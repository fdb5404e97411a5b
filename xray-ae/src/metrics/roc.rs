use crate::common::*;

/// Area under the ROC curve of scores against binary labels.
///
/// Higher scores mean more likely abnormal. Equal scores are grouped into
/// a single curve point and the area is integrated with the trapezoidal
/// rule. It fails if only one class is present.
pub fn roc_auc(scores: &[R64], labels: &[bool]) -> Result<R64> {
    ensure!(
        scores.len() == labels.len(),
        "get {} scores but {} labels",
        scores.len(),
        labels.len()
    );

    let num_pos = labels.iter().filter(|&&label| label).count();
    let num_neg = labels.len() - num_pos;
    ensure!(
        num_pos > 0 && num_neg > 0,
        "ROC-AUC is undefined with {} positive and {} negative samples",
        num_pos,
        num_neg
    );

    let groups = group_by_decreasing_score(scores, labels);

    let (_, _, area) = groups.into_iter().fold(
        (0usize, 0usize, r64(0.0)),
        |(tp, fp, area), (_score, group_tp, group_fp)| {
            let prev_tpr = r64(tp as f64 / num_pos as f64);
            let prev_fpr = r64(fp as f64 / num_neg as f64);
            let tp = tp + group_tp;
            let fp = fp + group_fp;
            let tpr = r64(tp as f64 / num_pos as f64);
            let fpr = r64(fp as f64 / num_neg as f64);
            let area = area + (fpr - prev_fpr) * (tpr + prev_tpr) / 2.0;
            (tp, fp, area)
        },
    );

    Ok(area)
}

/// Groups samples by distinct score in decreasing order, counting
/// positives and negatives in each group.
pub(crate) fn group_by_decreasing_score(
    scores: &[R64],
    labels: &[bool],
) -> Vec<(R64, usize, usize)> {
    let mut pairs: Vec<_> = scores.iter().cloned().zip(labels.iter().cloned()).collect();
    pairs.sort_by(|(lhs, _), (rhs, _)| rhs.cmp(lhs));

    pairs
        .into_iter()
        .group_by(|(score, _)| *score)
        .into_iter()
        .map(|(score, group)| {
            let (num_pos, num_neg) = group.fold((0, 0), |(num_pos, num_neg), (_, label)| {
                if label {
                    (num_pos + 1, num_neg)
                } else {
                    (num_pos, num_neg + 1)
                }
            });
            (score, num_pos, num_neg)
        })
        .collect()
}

---

**Exercise description**
Find the line containing "in each group." in the data above. Please transcribe it and every line after it, exactly.

**Your response**
/// positives and negatives in each group.
pub(crate) fn group_by_decreasing_score(
    scores: &[R64],
    labels: &[bool],
) -> Vec<(R64, usize, usize)> {
    let mut pairs: Vec<_> = scores.iter().cloned().zip(labels.iter().cloned()).collect();
    pairs.sort_by(|(lhs, _), (rhs, _)| rhs.cmp(lhs));

    pairs
        .into_iter()
        .group_by(|(score, _)| *score)
        .into_iter()
        .map(|(score, group)| {
            let (num_pos, num_neg) = group.fold((0, 0), |(num_pos, num_neg), (_, label)| {
                if label {
                    (num_pos + 1, num_neg)
                } else {
                    (num_pos, num_neg + 1)
                }
            });
            (score, num_pos, num_neg)
        })
        .collect()
}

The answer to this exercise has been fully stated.